At the first meeting, the
nine Committee Members decided that they did not need to have meetings at
Heathrow Airport and there was some disagreement over the Terms of Reference
which were proposed by the then operator, the Ministry of Civil Aviation, as
some members wanted a more meaningful role. The Airport Commandant, and the
civil servants involved, were, for example, aghast at the suggestion that
the Committee should have any right of direct access to the Minister. After
compromise, the Terms of Reference adopted were essentially, those in use
today.
In its early years, at a
time of acute housing shortage, the Committee gave a great deal of practical
support to securing adequate housing provision for airport based staff in
local areas. With assistance to what became British Airways Staff Housing
Association, some 3,500 homes were provided by 1952, many of them in
Stanwell, Heston and Feltham.
Complaints from the public
about airport operations were far fewer but the subjects are little changed
today, engine ground running noise, for example.
There have been too many
milestones in the Committee’s history to relate them all here but several
should be highlighted because of their influence on the work of the
Committee.
In 1965, the Middlesex
County Council was abolished as was the County upon its absorption into
Greater London. The Secretariat function was then undertaken by the Greater
London Council at the County Hall until, in 1975, British Airports Authority
decided that it wished to provide that service.

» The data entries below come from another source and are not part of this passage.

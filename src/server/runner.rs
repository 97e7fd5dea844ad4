//! The bootstrap: [`run_app`].
//!
//! Opens the server loop, mounts the application, binds and starts every
//! derived site on the loop, prints the banner, then blocks until the
//! shutdown token fires or a site fails. Teardown runs on every exit path,
//! including cancellation of the `run_app` future itself (the loop guard's
//! drop covers that case).

// ============================================================================
// Imports
// ============================================================================

use std::future::IntoFuture;

use axum::Router;
use futures_util::future::select_all;
use tokio::sync::oneshot;
use tokio::time::timeout;
use tokio_util::sync::CancellationToken;
use tower_http::trace::TraceLayer;
use tracing::{debug, info, warn};

use crate::bridge::{AppHandle, Remote, ServerLoop};
use crate::error::{Error, Result};
use crate::routing::App;

use super::config::{ServeConfig, ServeOptions};
use super::site::{ListenTarget, Site};

// ============================================================================
// run_app
// ============================================================================

/// Serves an application until shut down.
///
/// Accepts the application directly or anything that resolves to one, so a
/// future building the app works the same as the app itself:
///
/// ```ignore
/// run_app(make_app(), ServeConfig::new().port(8080)).await?;
/// ```
///
/// Blocks until the configured shutdown token is cancelled or a site stops
/// on its own; either way every site is wound down and the server loop is
/// closed before this returns.
///
/// # Errors
///
/// - [`Error::Config`] if called outside an async runtime
/// - [`Error::Bind`] if any endpoint cannot be bound
/// - [`Error::Serve`] if a site fails while serving
/// - [`Error::InvalidMethod`] if the application carries an unmountable route
pub async fn run_app<A>(app: A, config: ServeConfig) -> Result<()>
where
    A: IntoFuture<Output = App>,
{
    let handle = AppHandle::try_current()?;
    let server_loop = ServerLoop::open()?;

    let result = serve(&server_loop, app.into_future().await, config, handle).await;

    server_loop.close().await;
    result
}

// ============================================================================
// Serve Flow
// ============================================================================

/// One site in flight: display name plus its completion channel.
type RunningSite = (String, oneshot::Receiver<Result<()>>);

/// Mounts, binds, serves, and winds down. The caller closes the loop.
async fn serve(
    server_loop: &ServerLoop,
    app: App,
    config: ServeConfig,
    handle: AppHandle,
) -> Result<()> {
    let (targets, options) = config.into_parts();

    let mut router = app.into_router(&handle)?;
    if options.access_log {
        router = router.layer(TraceLayer::new_for_http());
    }

    let shutdown = options.shutdown.clone().unwrap_or_default();
    let remote = server_loop.remote()?;

    let mut sites = Vec::with_capacity(targets.len());
    let started = start_sites(&remote, targets, router, &options, &shutdown, &mut sites).await;

    let outcome = match started {
        Err(e) => Err(e),
        Ok(()) => {
            announce(&options, &sites);
            wait(&shutdown, &mut sites).await
        }
    };

    // Wind-down runs regardless of how serving ended.
    shutdown.cancel();
    if timeout(options.shutdown_timeout, drain(&mut sites))
        .await
        .is_err()
    {
        warn!("sites did not stop within the shutdown timeout");
    }

    outcome
}

/// Binds and starts every target on the server loop, in order.
///
/// Stops at the first bind failure; sites already started are wound down by
/// the caller's cleanup path.
async fn start_sites(
    remote: &Remote,
    targets: Vec<ListenTarget>,
    router: Router,
    options: &ServeOptions,
    shutdown: &CancellationToken,
    sites: &mut Vec<RunningSite>,
) -> Result<()> {
    for target in targets {
        let bind = options.bind.clone();
        let tls = options.tls.clone();
        let router = router.clone();
        let token = shutdown.clone();

        let (name, done) = remote
            .run(async move {
                let site = Site::bind(target, &bind, tls).await?;
                let name = site.name().to_owned();
                let done = site.start(router, token);
                Ok::<_, Error>((name, done))
            })
            .await??;

        sites.push((name, done));
    }

    Ok(())
}

/// Prints the startup banner, unless suppressed.
fn announce(options: &ServeOptions, sites: &[RunningSite]) {
    let mut names: Vec<&str> = sites.iter().map(|(name, _)| name.as_str()).collect();
    names.sort_unstable();

    info!(sites = ?names, "serving");

    if let Some(printer) = &options.printer {
        printer(&format!(
            "======== Running on {} ========\n(Press CTRL+C to quit)",
            names.join(", ")
        ));
    }
}

/// Blocks until shutdown fires or some site stops on its own.
///
/// A site that stops early is removed from the running set; its error, if
/// any, becomes the serve outcome.
async fn wait(shutdown: &CancellationToken, sites: &mut Vec<RunningSite>) -> Result<()> {
    if sites.is_empty() {
        shutdown.cancelled().await;
        return Ok(());
    }

    let stopped = tokio::select! {
        () = shutdown.cancelled() => None,
        (result, index, _) = select_all(sites.iter_mut().map(|(_, done)| done)) => {
            Some((result, index))
        }
    };

    match stopped {
        None => Ok(()),
        Some((result, index)) => {
            let (name, _) = sites.swap_remove(index);
            match result {
                Ok(Ok(())) => {
                    debug!(site = %name, "site stopped");
                    Ok(())
                }
                Ok(Err(e)) => Err(e),
                // The serve task vanished without reporting; only loop
                // teardown does that.
                Err(_) => Err(Error::BridgeClosed),
            }
        }
    }
}

/// Waits for the remaining sites to report in after cancellation.
async fn drain(sites: &mut Vec<RunningSite>) {
    for (name, done) in sites.drain(..) {
        match done.await {
            Ok(Ok(())) => debug!(site = %name, "site stopped"),
            Ok(Err(e)) => warn!(site = %name, error = %e, "site stopped with error"),
            Err(_) => {}
        }
    }
}

// ============================================================================
// Tests
// ============================================================================

#[cfg(test)]
mod tests {
    use super::*;

    use std::sync::Mutex;
    use std::sync::atomic::{AtomicBool, Ordering};
    use std::time::Duration;

    use axum::extract::Request;

    use crate::routing::get;

    async fn hello(_req: Request) -> &'static str {
        "hello"
    }

    fn test_app() -> App {
        App::new().add_routes([get("/", hello)])
    }

    #[tokio::test(flavor = "multi_thread", worker_threads = 2)]
    async fn test_shutdown_token_stops_serving() {
        let token = CancellationToken::new();
        let config = ServeConfig::new()
            .host("127.0.0.1")
            .port(0)
            .quiet()
            .shutdown(token.clone());

        let server = tokio::spawn(run_app(test_app(), config));

        tokio::time::sleep(Duration::from_millis(200)).await;
        token.cancel();

        let result = tokio::time::timeout(Duration::from_secs(5), server)
            .await
            .expect("run_app should stop after cancellation")
            .expect("join");
        assert!(result.is_ok(), "unexpected error: {result:?}");
    }

    #[tokio::test(flavor = "multi_thread", worker_threads = 2)]
    async fn test_bind_failure_is_reported() {
        let occupied = std::net::TcpListener::bind("127.0.0.1:0").expect("bind");
        let port = occupied.local_addr().expect("addr").port();

        let config = ServeConfig::new().host("127.0.0.1").port(port).quiet();
        let result = run_app(test_app(), config).await;

        assert!(matches!(result, Err(Error::Bind { .. })));
    }

    #[tokio::test(flavor = "multi_thread", worker_threads = 2)]
    async fn test_banner_lists_sites_sorted() {
        let token = CancellationToken::new();
        let banner: &'static Mutex<String> = Box::leak(Box::new(Mutex::new(String::new())));

        let config = ServeConfig::new()
            .host("127.0.0.1")
            .port(0)
            .printer(|line| banner.lock().expect("lock").push_str(line))
            .shutdown(token.clone());

        let server = tokio::spawn(run_app(test_app(), config));
        tokio::time::sleep(Duration::from_millis(200)).await;

        {
            let text = banner.lock().expect("lock");
            assert!(
                text.starts_with("======== Running on http://127.0.0.1:"),
                "banner was: {text:?}"
            );
            assert!(text.ends_with(" ========\n(Press CTRL+C to quit)"));
        }

        token.cancel();
        server.await.expect("join").expect("serve");
    }

    #[tokio::test(flavor = "multi_thread", worker_threads = 2)]
    async fn test_accepts_future_of_app() {
        static BUILT: AtomicBool = AtomicBool::new(false);

        let token = CancellationToken::new();
        let config = ServeConfig::new()
            .host("127.0.0.1")
            .port(0)
            .quiet()
            .shutdown(token.clone());

        let app = async {
            BUILT.store(true, Ordering::SeqCst);
            test_app()
        };

        let server = tokio::spawn(run_app(app, config));
        tokio::time::sleep(Duration::from_millis(200)).await;

        assert!(BUILT.load(Ordering::SeqCst));

        token.cancel();
        server.await.expect("join").expect("serve");
    }

    #[tokio::test(flavor = "multi_thread", worker_threads = 2)]
    async fn test_outside_runtime_context_is_config_error() {
        let result = std::thread::spawn(|| AppHandle::try_current())
            .join()
            .expect("join");
        assert!(matches!(result, Err(Error::Config { .. })));
    }
}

The first Secretary of that
Committee then appointed on his retirement from Greater London Council, was
Don Huntley who had formerly exercised that role as Town Planning Committee
Clerk.
Appointed as Chairman of
the Committee in June 1973, Douglas Eden, then a Councillor of the Greater
London Council, was to continue in that office whilst British Airports
Authority was privatised, to become BAA plc in 1986, and to serve until he
retired from this office in August 1997, a term of 24 years which is
believed to be the longest for any Consultative Chairman in the United
Kingdom.
Since 1973 the Committee
has been faced with rapidly increasing traffic at the airport. Passenger
traffic has trebled, from 20 million in 1973 to 64 million in 2000, whilst
air transport movements grew from 280,000 to 459,700 in 2000.
Many of the matters dealt
with by the Committee over the past 50 years continue today albeit in
different form and size - new or extended terminals, increased road traffic
and parking, improved road access and public transport, aircraft noise and
increasingly today, gaseous emissions from engines, Government airport
policy and operational regulation and safety matters amongst them.